It’s official. Grey’s Anatomy is now the longest running medical drama in TV history. With its 332nd episode, it surpassed the previous record holder, ER. I have watched every single episode, and some many times. I unabashadley love Grey’s Anatomy and no snark, hot take, or hip millennial opinion will get me to stop.
The show was wildly popular when it premiered with viewership peaking at over 25 million. Life was different then. Facebook was just for students, Twitter didn’t exist yet. George W. Bush was President. You get the picture. I was still in college, not a married professional with kids. The show spoke to my friends and me – the interns on Grey’s were who we wanted to be (but weren’t yet): brilliant, complicated, sexy, ambitious.

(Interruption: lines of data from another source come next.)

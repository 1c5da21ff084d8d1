//! Browser HTTP client for the booking backend.
//!
//! Requests carry the bearer token from the `accessToken` cookie. Responses
//! are decoded with [`cinema_core::api::decode_flexible`], so enveloped and
//! bare bodies are both accepted.

use crate::dom;
use cinema_core::api::{self, ApiCall, ApiError, Method, UnauthorizedPolicy};
use cinema_core::config::ClientConfig;
use once_cell::sync::Lazy;
use serde::Serialize;
use serde::de::DeserializeOwned;
use std::cell::RefCell;
use std::rc::Rc;
use wasm_bindgen::{JsCast, JsValue};
use wasm_bindgen_futures::JsFuture;
use web_sys::{Headers, Request, RequestInit, Response};

pub const ACCESS_TOKEN_COOKIE: &str = "accessToken";
pub const REFRESH_TOKEN_COOKIE: &str = "refreshToken";

static CONFIG: Lazy<ClientConfig> = Lazy::new(ClientConfig::from_build_env);

thread_local! {
    static ON_UNAUTHORIZED: RefCell<Option<Rc<dyn Fn()>>> = const { RefCell::new(None) };
}

/// Build-time client configuration.
#[must_use]
pub fn config() -> &'static ClientConfig {
    &CONFIG
}

/// Register what happens after a 401 forces a logout.
pub fn set_unauthorized_handler(handler: impl Fn() + 'static) {
    ON_UNAUTHORIZED.with(|slot| *slot.borrow_mut() = Some(Rc::new(handler)));
}

fn notify_unauthorized() {
    let handler = ON_UNAUTHORIZED.with(|slot| slot.borrow().clone());
    if let Some(handler) = handler {
        handler();
    }
}

/// Absolute URL for an endpoint.
#[must_use]
pub fn url_for(call: &ApiCall) -> String {
    config().url_for(&call.path)
}

fn js_err(err: &JsValue) -> ApiError {
    ApiError::Network(dom::js_error_message(err))
}

fn build_request(call: &ApiCall, body: Option<String>) -> Result<Request, ApiError> {
    let headers = Headers::new().map_err(|e| js_err(&e))?;
    headers
        .set("Accept", "application/json")
        .map_err(|e| js_err(&e))?;
    if let Some(token) = dom::get_cookie(ACCESS_TOKEN_COOKIE) {
        headers
            .set("Authorization", &format!("Bearer {token}"))
            .map_err(|e| js_err(&e))?;
    }

    let init = RequestInit::new();
    init.set_method(call.method.as_str());
    if let Some(json) = body {
        headers
            .set("Content-Type", "application/json")
            .map_err(|e| js_err(&e))?;
        init.set_body(&JsValue::from_str(&json));
    }
    init.set_headers(&headers);
    Request::new_with_str_and_init(&url_for(call), &init).map_err(|e| js_err(&e))
}

#[allow(clippy::future_not_send)] // Wasm futures rely on `JsFuture`, which is not `Send`.
async fn execute(call: &ApiCall, body: Option<String>) -> Result<String, ApiError> {
    let request = build_request(call, body)?;
    let win = dom::window().ok_or_else(|| ApiError::Network("window unavailable".into()))?;
    let response: Response = JsFuture::from(win.fetch_with_request(&request))
        .await
        .map_err(|e| js_err(&e))?
        .dyn_into()
        .map_err(|e| js_err(&e))?;
    let text_promise = response.text().map_err(|e| js_err(&e))?;
    let text = JsFuture::from(text_promise)
        .await
        .map_err(|e| js_err(&e))?
        .as_string()
        .unwrap_or_default();

    if response.ok() {
        return Ok(text);
    }
    let err = ApiError::from_status(response.status(), &text);
    if err == ApiError::Unauthorized && call.unauthorized_policy() == UnauthorizedPolicy::Logout {
        log::warn!("{} {} returned 401, signing out", call.method.as_str(), call.path);
        notify_unauthorized();
    }
    Err(err)
}

/// Send `call` with an optional JSON body and decode the reply.
///
/// # Errors
/// Network failures, non-2xx statuses, rejected envelopes and decode errors.
#[allow(clippy::future_not_send)]
pub async fn send<B: Serialize, T: DeserializeOwned>(call: ApiCall, body: Option<&B>) -> Result<T, ApiError> {
    let json = body.map(serde_json::to_string).transpose()?;
    let text = execute(&call, json).await?;
    api::decode_flexible(&text).inspect_err(|err| {
        log::error!("{} {} failed to decode: {err}", call.method.as_str(), call.path);
    })
}

/// # Errors
/// See [`send`].
#[allow(clippy::future_not_send)]
pub async fn get<T: DeserializeOwned>(call: ApiCall) -> Result<T, ApiError> {
    debug_assert_eq!(call.method, Method::Get);
    send::<(), T>(call, None).await
}

/// # Errors
/// See [`send`].
#[allow(clippy::future_not_send)]
pub async fn post<B: Serialize, T: DeserializeOwned>(call: ApiCall, body: &B) -> Result<T, ApiError> {
    send(call, Some(body)).await
}

/// Send a call whose reply body is ignored.
///
/// # Errors
/// Network failures and non-2xx statuses.
#[allow(clippy::future_not_send)]
pub async fn fire(call: ApiCall) -> Result<(), ApiError> {
    execute(&call, None).await.map(|_| ())
}

/// Drop tokens and cached profile.
pub fn clear_credentials() {
    dom::delete_cookie(ACCESS_TOKEN_COOKIE);
    dom::delete_cookie(REFRESH_TOKEN_COOKIE);
    cinema_core::session::clear_session(&crate::storage::BrowserStore);
}

/// Persist tokens after login. `remember` keeps the access token for a week.
pub fn store_tokens(access: &str, refresh: &str, remember: bool) {
    dom::set_cookie(ACCESS_TOKEN_COOKIE, access, remember.then_some(7));
    dom::set_cookie(REFRESH_TOKEN_COOKIE, refresh, Some(30));
}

A lot has happened since 2005, both in the world of Grey’s Anatomy and (dimmer, less-just) real life. Along the way, people have stopped watching Grey’s Anatomy: its most recent season premiere had less than 7 million viewers. But, as one of the 7 million, nearly everyone I talk to has a Grey’s story. They remember the brilliant first few seasons and how they were transfixed with Meredith and Cristina’s love life. Perhaps they followed the on-set drama. They definitely have an opinion about Katherine Heigl. Regardless of when they stopped watching, these 14 million people still carry parts of the show and its worldview with them. And I’m here for that.
I’m not saying the show is perfect. There have been bad episodes, ridiculous arcs. Izzy’s sex-with-ghost plotline comes to mind. The episode when they first revealed Dr. Miranda Bailey’s mental health problem was not great. April Kepner’s introduction was rough between her awkward crush on Derek and how long it took for her to have an actual backstory.

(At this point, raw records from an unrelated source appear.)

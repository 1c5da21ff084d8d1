//! Seat map presentation: row grouping, per-seat styling and selectability,
//! plus the deterministic demo map used by the customer preview.

use crate::layout::SeatGrid;
use crate::models::{Seat, SeatStatus, SeatType};
use rand::{Rng, SeedableRng};
use rand_chacha::ChaCha8Rng;
use std::collections::BTreeMap;
use std::hash::Hasher;
use twox_hash::XxHash64;

/// Share of demo seats shown as already booked, in percent.
const DEMO_BOOKED_PCT: u32 = 15;
/// Share of demo seats shown as held by someone else, in percent.
const DEMO_HELD_PCT: u32 = 5;

/// Visual class of a seat cell.
#[derive(Debug, Clone, Copy, PartialEq, Eq)]
pub enum SeatClass {
    Selected,
    Booked,
    Held,
    Vip,
    Couple,
    Wheelchair,
    Available,
}

impl SeatClass {
    #[must_use]
    pub const fn css(self) -> &'static str {
        match self {
            Self::Selected => "seat seat-selected",
            Self::Booked => "seat seat-booked",
            Self::Held => "seat seat-held",
            Self::Vip => "seat seat-vip",
            Self::Couple => "seat seat-couple",
            Self::Wheelchair => "seat seat-wheelchair",
            Self::Available => "seat seat-available",
        }
    }
}

/// Why a seat cannot be picked.
#[derive(Debug, Clone, Copy, PartialEq, Eq)]
pub enum SeatBlock {
    Booked,
    HeldByOther,
}

impl SeatBlock {
    #[must_use]
    pub const fn i18n_key(self) -> &'static str {
        match self {
            Self::Booked => "seats.already_booked",
            Self::HeldByOther => "seats.held_by_other",
        }
    }
}

/// A seat held by `own_session` stays selectable for its holder.
///
/// # Errors
/// The reason the seat is blocked for this viewer.
pub fn check_selectable(seat: &Seat, own_session: Option<&str>) -> Result<(), SeatBlock> {
    match seat.status {
        SeatStatus::Available => Ok(()),
        SeatStatus::Booked => Err(SeatBlock::Booked),
        SeatStatus::Held => {
            let ours = own_session.is_some_and(|own| seat.session_id.as_deref() == Some(own));
            if ours { Ok(()) } else { Err(SeatBlock::HeldByOther) }
        }
    }
}

#[must_use]
pub fn classify(seat: &Seat, own_session: Option<&str>, selected: bool) -> SeatClass {
    if selected {
        return SeatClass::Selected;
    }
    match check_selectable(seat, own_session) {
        Err(SeatBlock::Booked) => SeatClass::Booked,
        Err(SeatBlock::HeldByOther) => SeatClass::Held,
        Ok(()) => match seat.seat_type {
            SeatType::Vip => SeatClass::Vip,
            SeatType::Couple => SeatClass::Couple,
            SeatType::Wheelchair => SeatClass::Wheelchair,
            SeatType::Standard => SeatClass::Available,
        },
    }
}

#[derive(Debug, Clone, PartialEq, Eq)]
pub struct SeatRow {
    pub row: String,
    pub seats: Vec<Seat>,
}

/// Group seats by row letter, rows in order and seats by number.
#[must_use]
pub fn group_by_row(seats: &[Seat]) -> Vec<SeatRow> {
    let mut rows: BTreeMap<&str, Vec<Seat>> = BTreeMap::new();
    for seat in seats {
        rows.entry(seat.seat_row.as_str())
            .or_default()
            .push(seat.clone());
    }
    rows.into_iter()
        .map(|(row, mut seats)| {
            seats.sort_by_key(|s| s.seat_number);
            SeatRow {
                row: row.to_string(),
                seats,
            }
        })
        .collect()
}

/// Stable seed for a showtime's demo map.
#[must_use]
pub fn demo_seed(showtime_key: &str) -> u64 {
    let mut hasher = XxHash64::with_seed(0);
    hasher.write(showtime_key.as_bytes());
    hasher.finish()
}

/// Demo seat statuses laid over a generated grid. The same key always yields
/// the same map, so a page refresh does not reshuffle it.
#[must_use]
pub fn demo_seats(showtime_key: &str, grid: &SeatGrid) -> Vec<Seat> {
    let mut rng = ChaCha8Rng::seed_from_u64(demo_seed(showtime_key));
    let mut next_id = 1_i64;
    let mut seats = Vec::with_capacity(grid.total_seats());
    for row in &grid.rows {
        for cell in &row.seats {
            let roll = rng.gen_range(0..100_u32);
            let status = if roll < DEMO_BOOKED_PCT {
                SeatStatus::Booked
            } else if roll < DEMO_BOOKED_PCT + DEMO_HELD_PCT {
                SeatStatus::Held
            } else {
                SeatStatus::Available
            };
            seats.push(Seat {
                seat_id: next_id,
                seat_row: row.row.to_string(),
                seat_number: cell.number,
                seat_type: cell.seat_type,
                status,
                session_id: None,
            });
            next_id += 1;
        }
    }
    seats
}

I weathered these rough moments waiting for the more brilliant ones to shine through. And they do. Take the case of Dr. Miranda Bailey. She started the show off as so tough and exacting as to earn the nickname “The Nazi.” At first, we see her as her interns do – a slightly unknowable authority figure who expects the best of you. But as the show progress, we see more of her. We see her give birth in harrowing circumstances, losing her edge as her ability to control dissipates. We see that first mental health breakdown, the cost of always being strong and hyper-competent. And we see her take risks in her love life and as a mother – some that pay off and some that don’t. We’ve learned so much about her and the fascinating, complicated, strong woman that she is. That’s the type of nuance you get when you’ve stayed with characters for fourteen years, 330+ episodes.
Not that all the characters have stayed. Of the five original interns, only Meredith and Alex remain. Webber and Bailey are still there but that’s about it. Derek, Bourke, Addison, Callie, they’re all gone. I wasn’t sure the show could withstand the departure of Sandra Oh’s Cristina Yang. More than Meredith’s relationship with Derek, the Meredith and Cristina friendship was the central bond guiding so much of the early action. They coined “you’re my person.” They fought and reconciled and supported each other. Without that central relationship what would be the show’s heart? (Certainly not Meredith and Derek. Derek never compared…)
Luckily, the show’s ambitions were always greater than the five original interns. For example, did you know that Callie Torres is the longest running LGBTQ character in TV history? She was introduced in season two and left in season twelve leaving a string of broken hearts behind her (including mine for no longer getting to watch her). Or did you see the recent episode in which a trans character outs himself by revealing the great lengths he went to change his sex on his driver’s license? Or the compassion for Dr. Sam Bello when she faced deportation?
And less you think Grey’s is just a lefty fantasy writ large, the show also explores what it means to be a Christian in a largely secular world with the much-missed April Kepner. It explores veteran reentry issues with Dr. Owen Hunt, advocating for better medical care for veterans while valorizing their service.
You see at the heart of Grey’s Anatomy is not a single relationship or person. At its core, the show is about love and excellence, the ways these things sometimes compete and also drive each other. It’s about challenging us to love each other better and not be divided by race, class, sexuality, you name it, while also acknowledging and decrying the unjust structures that make those divisions so strong. It’s about what we can accomplish when people at all levels compete and contribute. It’s about a world where women, people of color, and particularly women of color have their talent and skill recognized.
It’s this radical vision of what humanity can be at its best that keeps me tuning in. And I’ll watch for another 300 episodes if they let me.